# Kajjo - 1000 hervorragende Beiträge



## Jana337

Mit seinen 

intelligenten,

aufschlussreichen,

leidenschaftlichen

und netten

*1000 Beiträgen 

*sorgt *Kajjo* dafür,

dass wir die deutsche Sprache, 

die herrlichste Sprache der Welt, 

in ihrer ganzen Schönheit genießen können

und dafür gilt ihm 

ein herzlicher Dank!



Jana
​


----------



## heidita

Wenn grosses Wissen, Zuvorkommenheit, Geduld, Disziplin, Ausdauer, gesunder Menschenverstand, Intelligenz und Freundschaft in einem genannt werden kann, dann ist es bei Dir. 

HERZLICHEN GLÜCKWUNSCH!


----------



## Whodunit

*Auch wenn **wir uns*
*im **Forum nicht immer einig sind,*
*ist es dennoch immer wieder schön,*
*hilfreiche und ausgeklügelte Nachrichten*
*von dir zu lesen.*
*Ich erwarte weitere solcher anregenden Diskussionen. *​ 
_Auf daß Du uns noch lange Deine aufwendigen Posts vorzeigen kannst. _​


----------



## Henryk

Gratulation und danke für 1000 fachkundige und sehr informative Beiträge.


----------



## cyanista

Glücklich ist, wer das, was er liebt, auch wagt, mit Mut zu beschützen. (Ovid) 


*Mein Beifall !


*


----------



## FloVi

Der beste Beweis, dass sich Quantität und Qualität nicht ausschließen müssen.

Herzlichen Glückwunsch.


----------



## gaer

Congratulations, Kajjo!

Now you have to see how fast you can get to 2000 

Best wishes,

Gaer


----------



## jester.

Auch ich möchte es mir nicht entgehen lassen, Kajjo zu 1000 besonderen Beiträgen zu gratulieren:

Lieber Kajjo,

trotz gelegentlicher Unstimmigkeiten (mit mir und anderen) sind deine Beiträge (und somit auch dein Wissen über die deutsche Sprache) für das Deutschforum eine treibende Kraft.
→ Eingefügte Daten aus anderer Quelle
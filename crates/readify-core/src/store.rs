//! Unified storage interface
//!
//! The `Store` pairs the read-only catalog with the user's persisted state
//! and exposes one typed operation per feature:
//!
//! - preferences (dark mode, newsletter email)
//! - daily streak
//! - saved reading progress
//! - reading list and completed books
//! - feedback log
//!
//! Every mutation is a whole-value read-modify-write of a single key.
//!
//! ## Usage
//!
//! ```ignore
//! let mut store = Store::open(&config)?;
//! let streak = store.touch_streak()?;
//! store.save_id_to_reading_list(4)?;
//! ```

use anyhow::{Context, Result as AnyResult};
use tracing::{debug, info};

use crate::catalog::Catalog;
use crate::clock::{Clock, SystemClock};
use crate::config::Config;
use crate::error::{ReadifyError, Result};
use crate::feedback::FeedbackDraft;
use crate::models::{Book, FeedbackEntry, ProgressRecord, ReadingListEntry, StreakRecord};
use crate::progress::ProgressForm;
use crate::storage::{keys, KeyValueStore, Persistence, SqliteStore};
use crate::streak;

/// Catalog plus per-user state over a key-value backend
pub struct Store<S: KeyValueStore = SqliteStore> {
    catalog: Catalog,
    persistence: Persistence<S>,
    clock: Box<dyn Clock>,
}

impl Store<SqliteStore> {
    /// Open the on-disk store described by `config`
    pub fn open(config: &Config) -> AnyResult<Self> {
        let path = config.store_path();
        let backend = SqliteStore::open(&path)
            .with_context(|| format!("Failed to open store at {:?}", path))?;
        Ok(Self::with_backend(backend, Box::new(SystemClock)))
    }

    /// Size of the backing database file in bytes
    pub fn file_size(&self) -> u64 {
        self.persistence.backend().file_size()
    }
}

impl<S: KeyValueStore> Store<S> {
    /// Build a store over any backend with the built-in catalog
    pub fn with_backend(backend: S, clock: Box<dyn Clock>) -> Self {
        Self::with_catalog(Catalog::builtin(), backend, clock)
    }

    pub fn with_catalog(catalog: Catalog, backend: S, clock: Box<dyn Clock>) -> Self {
        Self {
            catalog,
            persistence: Persistence::new(backend),
            clock,
        }
    }

    pub fn catalog(&self) -> &Catalog {
        &self.catalog
    }

    pub fn clock(&self) -> &dyn Clock {
        self.clock.as_ref()
    }

    /// Keys that currently hold a value
    pub fn stored_keys(&self) -> Result<Vec<String>> {
        Ok(self.persistence.backend().keys()?)
    }

    // ==================== Preferences ====================

    pub fn dark_mode(&self) -> Result<bool> {
        Ok(self.persistence.read_json(keys::DARK_MODE, false)?)
    }

    pub fn set_dark_mode(&mut self, enabled: bool) -> Result<()> {
        self.persistence.write_json(keys::DARK_MODE, &enabled)?;
        debug!("Dark mode set to {}", enabled);
        Ok(())
    }

    /// Flip dark mode and return the new setting
    pub fn toggle_dark_mode(&mut self) -> Result<bool> {
        let enabled = !self.dark_mode()?;
        self.set_dark_mode(enabled)?;
        Ok(enabled)
    }

    /// Remember the newsletter subscription address
    pub fn subscribe_newsletter(&mut self, email: &str) -> Result<()> {
        let email = email.trim();
        if email.is_empty() {
            return Err(ReadifyError::invalid("Please enter your email."));
        }
        self.persistence.write_json(keys::NEWSLETTER_EMAIL, email)?;
        info!("Subscribed newsletter address");
        Ok(())
    }

    pub fn newsletter_email(&self) -> Result<Option<String>> {
        Ok(self.persistence.read_json(keys::NEWSLETTER_EMAIL, None)?)
    }

    // ==================== Streak ====================

    /// The saved streak, without counting a visit
    pub fn streak(&self) -> Result<Option<StreakRecord>> {
        Ok(self.persistence.read_json(keys::STREAK, None)?)
    }

    /// Count a visit today and return the resulting streak
    ///
    /// Writes only when the record changes.
    pub fn touch_streak(&mut self) -> Result<StreakRecord> {
        let saved = self.streak()?;
        let updated = streak::advance(self.clock.today(), saved);

        if saved != Some(updated) {
            self.persistence.write_json(keys::STREAK, &updated)?;
            info!("Streak now {} day(s)", updated.count);
        }
        Ok(updated)
    }

    // ==================== Progress ====================

    /// Validate the tracker fields and overwrite the saved progress
    pub fn save_progress(&mut self, form: &ProgressForm) -> Result<ProgressRecord> {
        let record = form.to_record()?;
        self.persistence.write_json(keys::READING_PROGRESS, &record)?;
        debug!("Saved progress: {}", record.summary());
        Ok(record)
    }

    pub fn saved_progress(&self) -> Result<Option<ProgressRecord>> {
        Ok(self.persistence.read_json(keys::READING_PROGRESS, None)?)
    }

    // ==================== Reading list ====================

    /// Save a book to the reading list
    ///
    /// Returns false if the book was already on the list.
    pub fn save_to_reading_list(&mut self, book: &Book) -> Result<bool> {
        let added = self.persistence.append_unique(
            keys::READING_LIST,
            ReadingListEntry::from(book),
            |entry: &ReadingListEntry| entry.id,
        )?;
        if added {
            info!("Added book {} to reading list", book.id);
        }
        Ok(added)
    }

    /// Save a catalog book by id
    pub fn save_id_to_reading_list(&mut self, id: u32) -> Result<bool> {
        let book = self.catalog.find_by_id(id)?.clone();
        self.save_to_reading_list(&book)
    }

    pub fn reading_list(&self) -> Result<Vec<ReadingListEntry>> {
        Ok(self.persistence.read_json_or_default(keys::READING_LIST)?)
    }

    // ==================== Completed books ====================

    /// Record a finished title
    ///
    /// Blank titles are ignored and return false.
    pub fn add_completed(&mut self, title: &str) -> Result<bool> {
        let title = title.trim();
        if title.is_empty() {
            return Ok(false);
        }
        self.persistence
            .append(keys::COMPLETED_BOOKS, title.to_string())?;
        Ok(true)
    }

    pub fn completed_books(&self) -> Result<Vec<String>> {
        Ok(self.persistence.read_json_or_default(keys::COMPLETED_BOOKS)?)
    }

    pub fn clear_completed(&mut self) -> Result<()> {
        self.persistence.clear(keys::COMPLETED_BOOKS)?;
        info!("Cleared completed books");
        Ok(())
    }

    // ==================== Feedback ====================

    /// Validate and append a feedback message
    pub fn submit_feedback(&mut self, draft: FeedbackDraft) -> Result<FeedbackEntry> {
        let entry = draft.into_entry(self.clock.now())?;
        let total = self
            .persistence
            .append(keys::FEEDBACK_LIST, entry.clone())?;
        info!("Stored feedback entry ({} total)", total);
        Ok(entry)
    }

    pub fn feedback(&self) -> Result<Vec<FeedbackEntry>> {
        Ok(self.persistence.read_json_or_default(keys::FEEDBACK_LIST)?)
    }
}
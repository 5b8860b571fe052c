//! Typed JSON access over a `KeyValueStore`
//!
//! Every persisted entity owns one key and is read and written as a whole
//! JSON document. Reads are best-effort: a missing or malformed value is
//! replaced by the caller's default and never surfaced as an error.

use serde::de::DeserializeOwned;
use serde::Serialize;
use tracing::{debug, warn};

use super::backend::KeyValueStore;
use super::error::{StorageError, StorageResult};

/// JSON persistence over a key-value backend
pub struct Persistence<S: KeyValueStore> {
    backend: S,
}

impl<S: KeyValueStore> Persistence<S> {
    pub fn new(backend: S) -> Self {
        Self { backend }
    }

    /// Get the underlying backend
    pub fn backend(&self) -> &S {
        &self.backend
    }

    /// Read the value under `key`, or `default` if it is missing or malformed
    pub fn read_json<T: DeserializeOwned>(&self, key: &str, default: T) -> StorageResult<T> {
        let Some(raw) = self.backend.get(key)? else {
            debug!("No value stored under {}", key);
            return Ok(default);
        };

        match serde_json::from_str(&raw) {
            Ok(value) => Ok(value),
            Err(e) => {
                warn!("Discarding malformed value under {}: {}", key, e);
                Ok(default)
            }
        }
    }

    /// Read the value under `key`, falling back to `T::default()`
    pub fn read_json_or_default<T: DeserializeOwned + Default>(&self, key: &str) -> StorageResult<T> {
        self.read_json(key, T::default())
    }

    /// Replace the value under `key`
    pub fn write_json<T: Serialize + ?Sized>(&mut self, key: &str, value: &T) -> StorageResult<()> {
        let raw = serde_json::to_string(value).map_err(|source| StorageError::Encode {
            key: key.to_string(),
            source,
        })?;
        debug!("Writing {} bytes under {}", raw.len(), key);
        self.backend.set(key, &raw)
    }

    /// Append `item` to the list under `key` unless an element with the same
    /// dedupe key is already present
    ///
    /// Returns whether the item was added.
    pub fn append_unique<T, K, F>(&mut self, key: &str, item: T, key_fn: F) -> StorageResult<bool>
    where
        T: Serialize + DeserializeOwned,
        K: PartialEq,
        F: Fn(&T) -> K,
    {
        let mut list: Vec<T> = self.read_json_or_default(key)?;
        let item_key = key_fn(&item);
        if list.iter().any(|existing| key_fn(existing) == item_key) {
            return Ok(false);
        }
        list.push(item);
        self.write_json(key, &list)?;
        Ok(true)
    }

    /// Append `item` to the list under `key`
    ///
    /// Returns the new length of the list.
    pub fn append<T>(&mut self, key: &str, item: T) -> StorageResult<usize>
    where
        T: Serialize + DeserializeOwned,
    {
        let mut list: Vec<T> = self.read_json_or_default(key)?;
        list.push(item);
        self.write_json(key, &list)?;
        Ok(list.len())
    }

    /// Remove the value under `key`
    pub fn clear(&mut self, key: &str) -> StorageResult<()> {
        debug!("Clearing {}", key);
        self.backend.remove(key)
    }

    /// Write a raw, non-JSON value (used only to simulate foreign writers)
    #[cfg(test)]
    pub(crate) fn write_raw(&mut self, key: &str, raw: &str) -> StorageResult<()> {
        self.backend.set(key, raw)
    }
}

#[cfg(test)]
mod tests {
    use super::*;
    use crate::storage::backend::MemoryStore;
    use serde::Deserialize;

    #[derive(Debug, Clone, PartialEq, Serialize, Deserialize)]
    struct Entry {
        id: u32,
        label: String,
    }

    fn entry(id: u32, label: &str) -> Entry {
        Entry {
            id,
            label: label.to_string(),
        }
    }

    fn persistence() -> Persistence<MemoryStore> {
        Persistence::new(MemoryStore::new())
    }

    #[test]
    fn test_read_missing_returns_default() {
        let p = persistence();
        let value: Vec<Entry> = p.read_json("nothing", Vec::new()).unwrap();
        assert!(value.is_empty());
        assert!(!p.read_json("flag", false).unwrap());
    }

    #[test]
    fn test_read_malformed_returns_default() {
        let mut p = persistence();
        p.write_raw("list", "{not json").unwrap();
        let value: Vec<Entry> = p.read_json_or_default("list").unwrap();
        assert!(value.is_empty());

        // Valid JSON of the wrong shape is also replaced
        p.write_raw("list", r#"{"id": 1}"#).unwrap();
        let value: Vec<Entry> = p.read_json_or_default("list").unwrap();
        assert!(value.is_empty());
    }

    #[test]
    fn test_write_then_read() {
        let mut p = persistence();
        let value = vec![entry(1, "one"), entry(2, "two")];
        p.write_json("list", &value).unwrap();

        let back: Vec<Entry> = p.read_json("list", Vec::new()).unwrap();
        assert_eq!(back, value);

        p.write_json("flag", &true).unwrap();
        assert!(p.read_json("flag", false).unwrap());
    }

    #[test]
    fn test_fractional_floats_read_back_exactly() {
        let mut p = persistence();
        for total in 1..400u32 {
            for read in 0..=total {
                let pct = read as f64 / total as f64 * 100.0;
                p.write_json("pct", &pct).unwrap();
                assert_eq!(p.read_json("pct", -1.0).unwrap(), pct);
            }
        }
    }

    #[test]
    fn test_append_unique_dedupes_by_key() {
        let mut p = persistence();
        assert!(p.append_unique("list", entry(1, "one"), |e| e.id).unwrap());
        assert!(p.append_unique("list", entry(2, "two"), |e| e.id).unwrap());

        // Same id, different label: still a duplicate
        assert!(!p.append_unique("list", entry(1, "uno"), |e| e.id).unwrap());

        let list: Vec<Entry> = p.read_json_or_default("list").unwrap();
        assert_eq!(list, vec![entry(1, "one"), entry(2, "two")]);
    }

    #[test]
    fn test_append_keeps_duplicates() {
        let mut p = persistence();
        assert_eq!(p.append("titles", "Dune".to_string()).unwrap(), 1);
        assert_eq!(p.append("titles", "Dune".to_string()).unwrap(), 2);

        let list: Vec<String> = p.read_json_or_default("titles").unwrap();
        assert_eq!(list, vec!["Dune", "Dune"]);
    }

    #[test]
    fn test_append_recovers_from_malformed_list() {
        let mut p = persistence();
        p.write_raw("titles", "garbage").unwrap();
        assert_eq!(p.append("titles", "Dune".to_string()).unwrap(), 1);
    }

    #[test]
    fn test_clear() {
        let mut p = persistence();
        p.append("titles", "Dune".to_string()).unwrap();
        p.clear("titles").unwrap();
        assert!(p.backend().get("titles").unwrap().is_none());

        let list: Vec<String> = p.read_json_or_default("titles").unwrap();
        assert!(list.is_empty());
    }
}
Inzwischen sind deine Beiträge und deine Mitarbeit fast unverzichtbar geworden und zudem ein Garant für qualitative Informationen über die deutsche Sprache. Deine Hilfe ist wirklich toll und wichtig.

Weiter so und alles Gute!

* Happy Postiversary *


----------



## elroy

*Gratulation!*
​Dafür, dass du uns allen - Männern und Fräulein - anhand von glasklaren Erklärungen und ausführlichen Beispielen unzählbare Kleinode bietest, und dass du beim Verfassen herrlicher Beiträge bestimmt viel Zeit verbringst, vor allem weil du dabei stets gesunden Menschenverstand aufweist und gegen keinen voreingenommen bist, bedanke ich mich herzlichst bei dir.
​


----------



## Kajjo

Liebe Foreros,
ich bin gerührt -- ich war mir nicht einmal der Existenz solcher Postiversaries bewußt, aber ich freue mich sehr und danke Euch für die freundschaftlichen und herzlichen Glückwünsche!
Kajjo


----------